Day 3 of uploading something to the blog every day. I have officially done better then I expected.
So I'm currently trying to get my head around a piece on Nicolas Cage. Yesterday we watched "Pig", which was phenomenal, and today we watched "Willy's Wonderland", which was phenomenally bad. I want to write an essay on the inconsistency of Nicolas Cage's output, and hopefully convince you he's the greatest actor of all time. But that's going to take a while and I need to upload something daily.
So, instead, here's something I wrote last week for a friend. He works at Street Food Chef and recently got a negative review accusing him of serving his friends before other paying customers. To rectify this, I decided to write a glowing review for the establishment. It's a little over the top, but nothing is fabricated. I do genuinely love the place.
The Review
Only two things in life are certain:
1) I will literally never, for any reason, set foot in Champs*
2) A Sharrow Street Food Chef Burrito will bang
When Buckin' Burrito on Eccy Road closed down a couple years ago, I was left with a huge burrito shaped hole in my life - a huge burrito shaped hole I assumed impossible to fill. However, stumbling across Sharrow Street Food Chef has been a revelation akin to that of Jim Carrey at the end of The Truman Show, hitting the horizon with his storm-battered boat and realising his entire life has been lived as a lie. If, in some miraculous act of God, Buckin' Burrito was to return to Sheffield, I wouldn't even bother going back. Such is the excellence of Sharrow Street Food Chef.

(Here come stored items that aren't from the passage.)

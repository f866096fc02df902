//! Sistema de manejo de errores
//!
//! Este módulo define los tipos de error de la aplicación
//! y su conversión a respuestas HTTP.

use axum::{
    http::StatusCode,
    response::{IntoResponse, Response},
    Json,
};
use thiserror::Error;

/// Errores principales de la aplicación
#[derive(Error, Debug)]
pub enum AppError {
    #[error("Database error: {0}")]
    Database(#[from] sqlx::Error),

    #[error("Validation error: {0}")]
    Validation(#[from] validator::ValidationErrors),

    #[error("Template error: {0}")]
    Template(#[from] askama::Error),

    #[error("Not found: {0}")]
    NotFound(String),

    #[error("Conflict: {0}")]
    Conflict(String),

    #[error("Bad request: {0}")]
    BadRequest(String),

    #[error("Invalid signature")]
    InvalidSignature,

    #[error("Not configured: {0}")]
    NotConfigured(String),

    #[error("External API error: {0}")]
    ExternalApi(String),
}

/// Respuesta de error para la API
#[derive(Debug, serde::Serialize)]
struct ErrorResponse {
    error: String,
    message: String,
    code: String,
}

impl AppError {
    /// Código HTTP asociado a cada variante
    pub fn status_code(&self) -> StatusCode {
        match self {
            AppError::Database(_) | AppError::Template(_) | AppError::NotConfigured(_) => {
                StatusCode::INTERNAL_SERVER_ERROR
            }
            AppError::Validation(_) => StatusCode::UNPROCESSABLE_ENTITY,
            AppError::NotFound(_) => StatusCode::NOT_FOUND,
            AppError::Conflict(_) => StatusCode::CONFLICT,
            AppError::BadRequest(_) | AppError::InvalidSignature => StatusCode::BAD_REQUEST,
            AppError::ExternalApi(_) => StatusCode::BAD_GATEWAY,
        }
    }

    fn code(&self) -> &'static str {
        match self {
            AppError::Database(_) => "DB_ERROR",
            AppError::Validation(_) => "VALIDATION_ERROR",
            AppError::Template(_) => "TEMPLATE_ERROR",
            AppError::NotFound(_) => "NOT_FOUND",
            AppError::Conflict(_) => "CONFLICT",
            AppError::BadRequest(_) => "BAD_REQUEST",
            AppError::InvalidSignature => "INVALID_SIGNATURE",
            AppError::NotConfigured(_) => "NOT_CONFIGURED",
            AppError::ExternalApi(_) => "EXTERNAL_API_ERROR",
        }
    }

    /// Mensaje visible para el cliente; los errores internos no exponen detalles
    fn public_message(&self) -> String {
        match self {
            AppError::Database(_) => "An error occurred while accessing the database".to_string(),
            AppError::Template(_) => "An error occurred while rendering the page".to_string(),
            AppError::InvalidSignature => "Invalid signature.".to_string(),
            AppError::NotConfigured(msg)
            | AppError::NotFound(msg)
            | AppError::Conflict(msg)
            | AppError::BadRequest(msg)
            | AppError::ExternalApi(msg) => msg.clone(),
            AppError::Validation(e) => format!("The provided data is invalid: {}", e),
        }
    }

    /// Detecta violaciones de UNIQUE en PostgreSQL (código 23505)
    pub fn from_unique_violation(err: sqlx::Error, message: &str) -> AppError {
        match &err {
            sqlx::Error::Database(db_err) if db_err.code().as_deref() == Some("23505") => {
                AppError::Conflict(message.to_string())
            }
            _ => AppError::Database(err),
        }
    }
}

impl IntoResponse for AppError {
    fn into_response(self) -> Response {
        let status = self.status_code();
        if status.is_server_error() {
            tracing::error!("❌ {}", self);
        } else {
            tracing::warn!("⚠️ {}", self);
        }

        let body = ErrorResponse {
            error: status
                .canonical_reason()
                .unwrap_or("Error")
                .to_string(),
            message: self.public_message(),
            code: self.code().to_string(),
        };

        (status, Json(body)).into_response()
    }
}

/// Resultado tipado para operaciones que pueden fallar
pub type AppResult<T> = Result<T, AppError>;

/// Función helper para crear errores de recurso no encontrado
pub fn not_found_error(resource: &str, id: &str) -> AppError {
    AppError::NotFound(format!("{} with id '{}' not found", resource, id))
}

/// Función helper para crear errores de conflicto
pub fn conflict_error(resource: &str, field: &str, value: &str) -> AppError {
    AppError::Conflict(format!("{} with {} '{}' already exists", resource, field, value))
}
//! Controladores
//!
//! Orquestan repositorio, servicios y vistas para cada ruta.

pub mod customer_controller;
pub mod webhook_controller;

pub use customer_controller::CustomerController;
pub use webhook_controller::WebhookController;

The staff are simultaneously polite, approachable, competent and physically attractive, which makes the entire process from start to finish a pleasurable one. The little street-side collection window allows you to observe the entire operation as your food is prepared, a process similar to that of having a child and watching it develop gracefully into a human being. (Probably, I don't actually have any children. That I know of.)
My only issue with Sharrow Street Food Chef? I wish there was space to sit in and eat, purely because this is where I would bring all my future dates. I'm convinced that any girl I'd taken to this beautiful establishment would be so impressed by my choice of eatery that she'd immediately fall desperately in love with me; swooning in the submission of my excellence like a leper falling at the feet of Jesus.
Also, sell merch. I want a Street Food T-shirt.
Five stars.
*Sports bar local to Sheffield. A shit hole.